Right now, the world relies on getting most of these materials from petroleum and many times, this requires energy-intensive processes.
“What we really tried to do is to use alternative and renewable sources such as biomass or natural gas” he said. “For instance, natural gas contains a lot of methane but also ethane, propane etc.” Imagine, Tsilomelekis said, if you could take methane and upgrade it to value-added chemicals. “The shale gas revolution during the last years, provide a great opportunity to use these very cheap natural gas sources. This can be a game changer in the field and now we can use these raw materials to explore new research avenues towards getting all the important compounds that we usually get from petroleum.”
“What I'm working right now is to use ethane and propane (components of natural gas) and upgrade it to ethylene and propylene,” he said.
His goal is to take these cheap raw sources and upgrade them through interactions with catalysts to products that are more valuable.
Back in 2002, his instructors would talk about chemical reactions and reactors, but he wanted to understand them in first place to design them better.
“What I always wanted to do is to understand exactly what is happening inside the catalytic reactors,” he said. “So, spectroscopy for me is my eyes and my senses inside the reactors. I'm trying to see what are the fundamental steps during a catalytic reaction. If I see it, I know how it works. And if I know how it works, I can go back and modify the catalytic material the way that I want. This will help me get better materials or design better materials with better properties.”
Tsilomelekis is from Greece, a small village at the base of a mountain range. A pronounced Greek accent accompanies his fluent English. His thick black hair is pulled back in a bun, and he sits in front of a large flat screen monitor. It’s better for viewing spectra.

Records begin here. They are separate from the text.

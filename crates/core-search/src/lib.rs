//! Boyer–Moore substring search (bad-character rule).
//!
//! Offsets are char indices into the searched text, matching the offsets used
//! by `core_text::Buffer`. Every occurrence is reported, overlapping ones
//! included, in strictly increasing order.
//!
//! Shift rules, with `m` the pattern length and `last(c)` the last index of `c`
//! in the pattern (`-1` when absent):
//! * mismatch at pattern index `j`: `max(1, j - last(text[s + j]))`
//! * full match: `m - last(text[s + m])` while a char follows the window,
//!   otherwise 1; a non-positive shift is clamped to 1.

use ahash::AHashMap;
use tracing::trace;

/// A compiled search pattern holding its bad-character table.
#[derive(Debug, Clone)]
pub struct Pattern {
    chars: Vec<char>,
    last: AHashMap<char, usize>,
}

impl Pattern {
    pub fn new(pattern: &str) -> Self {
        let chars: Vec<char> = pattern.chars().collect();
        let mut last = AHashMap::with_capacity(chars.len());
        // Later occurrences overwrite earlier ones.
        for (idx, ch) in chars.iter().enumerate() {
            last.insert(*ch, idx);
        }
        Self { chars, last }
    }

    /// Pattern length in chars.
    pub fn len(&self) -> usize {
        self.chars.len()
    }

    pub fn is_empty(&self) -> bool {
        self.chars.is_empty()
    }

    /// Last index of `ch` in the pattern, or -1 if it does not occur.
    pub fn last_occurrence(&self, ch: char) -> isize {
        self.last.get(&ch).map_or(-1, |&idx| idx as isize)
    }

    /// All match offsets in `text`.
    pub fn find_all(&self, text: &str) -> Vec<usize> {
        let haystack: Vec<char> = text.chars().collect();
        self.find_all_chars(&haystack)
    }

    /// All match offsets in an already decoded char slice.
    pub fn find_all_chars(&self, text: &[char]) -> Vec<usize> {
        let mut matches = Vec::new();
        let m = self.chars.len() as isize;
        let n = text.len() as isize;
        if m == 0 || m > n {
            return matches;
        }
        let mut s: isize = 0;
        while s <= n - m {
            let mut j = m - 1;
            while j >= 0 && self.chars[j as usize] == text[(s + j) as usize] {
                j -= 1;
            }
            if j < 0 {
                matches.push(s as usize);
                let shift = if s + m < n {
                    m - self.last_occurrence(text[(s + m) as usize])
                } else {
                    1
                };
                s += shift.max(1);
            } else {
                let shift = j - self.last_occurrence(text[(s + j) as usize]);
                s += shift.max(1);
            }
        }
        matches
    }
}

/// Char offsets of every occurrence of `pattern` in `text`. An empty pattern
/// yields no matches.
pub fn search(text: &str, pattern: &str) -> Vec<usize> {
    let compiled = Pattern::new(pattern);
    let matches = compiled.find_all(text);
    trace!(
        target: "search",
        text_len = text.len(),
        pattern_len = compiled.len(),
        matches = matches.len(),
        "boyer_moore"
    );
    matches
}
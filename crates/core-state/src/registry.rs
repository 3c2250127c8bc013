//! Named document registry shared across callers.
//!
//! Locking: the name map sits behind a `RwLock`; each document behind its own
//! `Mutex`. Handles are cloned out of the map before the document lock is
//! taken, so edits to different documents never contend on the map, and edits
//! to the same document are serialized.

use std::collections::HashMap;
use std::sync::Arc;

use core_dict::SuggestionIndex;
use parking_lot::{Mutex, RwLock};
use tracing::info;

use crate::undo::{UNDO_HISTORY_MAX, UndoEngine};
use crate::{Document, EngineError, Result};

pub type DocumentHandle = Arc<Mutex<Document>>;

#[derive(Debug)]
pub struct Workspace {
    documents: RwLock<HashMap<String, DocumentHandle>>,
    vocabulary: Arc<SuggestionIndex>,
    history_capacity: usize,
}

impl Workspace {
    pub fn new(vocabulary: Arc<SuggestionIndex>) -> Self {
        Self::with_history_capacity(vocabulary, UNDO_HISTORY_MAX)
    }

    pub fn with_history_capacity(vocabulary: Arc<SuggestionIndex>, history_capacity: usize) -> Self {
        Self {
            documents: RwLock::new(HashMap::new()),
            vocabulary,
            history_capacity,
        }
    }

    pub fn vocabulary(&self) -> &Arc<SuggestionIndex> {
        &self.vocabulary
    }

    /// Register a new document. Fails if `name` is taken.
    ///
    /// The document is built, and its initial text learned, before the map's
    /// write lock is taken; the name is checked again under that lock.
    pub fn create_document(&self, name: &str, initial_text: &str) -> Result<DocumentHandle> {
        if self.documents.read().contains_key(name) {
            return Err(EngineError::AlreadyExists(name.to_string()));
        }
        let doc = Document::with_history(
            name,
            initial_text,
            Arc::clone(&self.vocabulary),
            UndoEngine::with_capacity(self.history_capacity),
        );
        let handle = Arc::new(Mutex::new(doc));
        let mut documents = self.documents.write();
        if documents.contains_key(name) {
            return Err(EngineError::AlreadyExists(name.to_string()));
        }
        documents.insert(name.to_string(), Arc::clone(&handle));
        info!(target: "state.workspace", doc = name, len_chars = initial_text.chars().count(), documents = documents.len(), "document_created");
        Ok(handle)
    }

    pub fn get(&self, name: &str) -> Result<DocumentHandle> {
        self.documents
            .read()
            .get(name)
            .cloned()
            .ok_or_else(|| EngineError::NotFound(name.to_string()))
    }

    pub fn remove(&self, name: &str) -> Result<()> {
        let removed = self.documents.write().remove(name);
        match removed {
            Some(_) => {
                info!(target: "state.workspace", doc = name, "document_removed");
                Ok(())
            }
            None => Err(EngineError::NotFound(name.to_string())),
        }
    }

    /// Registered names, sorted.
    pub fn names(&self) -> Vec<String> {
        let mut names: Vec<String> = self.documents.read().keys().cloned().collect();
        names.sort();
        names
    }

    pub fn get_text(&self, name: &str) -> Result<String> {
        Ok(self.get(name)?.lock().text())
    }

    pub fn apply_edit(&self, name: &str, new_text: &str) -> Result<bool> {
        self.get(name)?.lock().apply_edit(new_text)
    }

    pub fn insert(&self, name: &str, offset: usize, fragment: &str) -> Result<String> {
        self.get(name)?.lock().insert(offset, fragment)
    }

    pub fn delete(&self, name: &str, start: usize, end: usize) -> Result<String> {
        self.get(name)?.lock().delete(start, end)
    }

    pub fn undo(&self, name: &str) -> Result<String> {
        Ok(self.get(name)?.lock().undo())
    }

    pub fn redo(&self, name: &str) -> Result<String> {
        Ok(self.get(name)?.lock().redo())
    }

    /// Search a snapshot of the named document's text.
    pub fn search_document(&self, name: &str, pattern: &str) -> Result<Vec<usize>> {
        let text = self.get_text(name)?;
        Ok(core_search::search(&text, pattern))
    }

    pub fn autocomplete(&self, prefix: &str) -> Vec<String> {
        self.vocabulary.autocomplete(prefix)
    }

    pub fn check_spelling(&self, text: &str) -> Vec<String> {
        self.vocabulary.check_spelling(text)
    }
}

What Tsilomelekis is working on is pure basic research. But hopefully someday it will be adopted on a large scale by industry to make more energy efficient processes towards the production of value-added products.
Spectroscopy plays a fundamental role essentially as a “sensor” to understand the individual steps involved in all these chemical processes. One step can be as simple as measuring the concentration of a compound in solution and as complex as understanding the interaction of molecules with surface sites inside pores in a very fast manner. The first can tell us for instance how glucose is depleted inside a bioreactor during a metabolic reaction. The second is more relevant to catalysis but we have to combine it with other techniques.
To study these catalytic reactions, Tsilomelekis utilizes more than one spectroscopic techniques.
“We have, for instance, Raman spectroscopy or infrared spectroscopy that can give us information about the structural changes of this material,” he said. “But at the same time, we measure the product distribution with other analytical techniques, like gas chromatography or mass spectrometry. This is the field of Operando spectroscopy where materials are investigated under real operating conditions. When we combine these, we can build structure-reactivity relationships, which means now that I see how the material changes during reaction. Then, we look whether these changes are correlated with better product distribution or better product yields.”
Tsilomelekis’ go-to instrument in his lab is a HORIBA LabRAM HR Evolution, a confocal Raman microscope that lets him observe catalytic reaction via measuring vibrational spectra.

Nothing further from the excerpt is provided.